Open Source Code No The paper does not provide concrete access to source code for the methodology described.
Open Datasets No The paper describes two datasets, Beijing and Shanghai, which were collected from trajectory data. However, it does not provide concrete access information such as a specific link, DOI, repository name, or formal citation for a publicly available or open dataset.
Dataset Splits Yes The data of the first 4 months were used as the training set, and the remaining 1 month as the test set. ... Among the data, the last 15 days are test set and the others are training set. ... We select 90% of the training data for training model, and the remaining 10% is chosen as the validation set with 3 early stopping.
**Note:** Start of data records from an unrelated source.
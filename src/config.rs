use std::path::PathBuf;
use std::time::Duration;

use clap::Parser;

#[derive(Parser, Debug, Clone)]
#[command(author, version, about = "Revenue table TUI editor")]
pub struct Config {
    /// Optional SQLite database to seed rows from (opened read-only)
    #[arg(value_name = "DB_PATH")]
    pub db_path: Option<PathBuf>,

    /// Table to read company/revenue rows from
    #[arg(short = 't', long, default_value = "revenue")]
    pub table: String,

    /// Maximum undo depth (0 = unlimited, the default)
    #[arg(long, default_value_t = 0)]
    pub history_limit: usize,

    /// Where `E` writes the CSV export
    #[arg(short = 'o', long, default_value = "revenue.csv")]
    pub export_path: PathBuf,

    /// Directory for the rolling log file (defaults to <tmp>/revenue-table)
    #[arg(long, value_name = "DIR")]
    pub log_dir: Option<PathBuf>,

    /// Two clicks on the same cell within this many milliseconds edit it
    #[arg(long, default_value_t = 400)]
    pub double_click_ms: u64,
}

impl Config {
    pub fn log_dir(&self) -> PathBuf {
        self.log_dir
            .clone()
            .unwrap_or_else(|| std::env::temp_dir().join("revenue-table"))
    }

    pub fn double_click(&self) -> Duration {
        Duration::from_millis(self.double_click_ms)
    }
}

#[cfg(test)]
mod tests {
    use super::*;

    #[test]
    fn defaults() {
        let c = Config::try_parse_from(["revenue-table"]).unwrap();
        assert!(c.db_path.is_none());
        assert_eq!(c.table, "revenue");
        assert_eq!(c.history_limit, 0);
        assert_eq!(c.double_click(), Duration::from_millis(400));
        assert!(c.log_dir().ends_with("revenue-table"));
    }

    #[test]
    fn seed_database_and_limits() {
        let c = Config::try_parse_from([
            "revenue-table",
            "data.db",
            "-t",
            "firms",
            "--history-limit",
            "0",
            "-o",
            "out.csv",
        ])
        .unwrap();
        assert_eq!(c.db_path, Some(PathBuf::from("data.db")));
        assert_eq!(c.table, "firms");
        assert_eq!(c.history_limit, 0);
        assert_eq!(c.export_path, PathBuf::from("out.csv"));
    }
}
//! Shared test helpers for integration tests
//!
//! Note: Functions may appear unused because each test file compiles separately.

#![allow(dead_code)]

use std::path::PathBuf;

use revenue_table::{ActionLog, App, Command, Field, RowContent, Table};

/// Session with rows A, B, C and unlimited history.
pub fn abc_app() -> App {
    app_with(&["A", "B", "C"])
}

pub fn app_with(names: &[&str]) -> App {
    let rows = names
        .iter()
        .enumerate()
        .map(|(i, n)| RowContent::new(*n, format!("${}", i + 1)));
    App::new(
        Table::from_contents(rows),
        ActionLog::new(),
        PathBuf::from("unused.csv"),
    )
}

/// Company names in table order.
pub fn companies(app: &App) -> Vec<String> {
    app.table.iter().map(|r| r.company.clone()).collect()
}

/// Display positions (0-based) of the selected rows.
pub fn selected_positions(app: &App) -> Vec<usize> {
    app.selection
        .selected_in_order(&app.table)
        .into_iter()
        .filter_map(|id| app.table.position(id))
        .collect()
}

/// Replace a cell's content through the edit commands.
pub fn edit(app: &mut App, row: usize, field: Field, text: &str) {
    app.handle(Command::BeginEdit { row, field });
    app.handle(Command::EditHome);
    for _ in 0..app.edit_buffer.chars().count() {
        app.handle(Command::EditDelete);
    }
    app.handle(Command::EditInsertStr(text.to_string()));
    app.handle(Command::CommitEdit);
}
Hardware Specification No The paper does not provide specific hardware details (exact GPU/CPU models, processor types with speeds, or detailed computer specifications) used for running its experiments.
Software Dependencies No The paper mentions using 'adam optimizer' but does not specify software dependencies with version numbers (e.g., Python, PyTorch, TensorFlow versions, or specific library versions).
Experiment Setup Yes We train our network with the following hyper-parameters setting: mini-batch size (48), learning rate (0.0002) with adam optimizer, 1 A filters (32) and 2 A filters (16) in each LC layer. We select 90% of the training data for training model, and the remaining 10% is chosen as the validation set with 3 early stopping.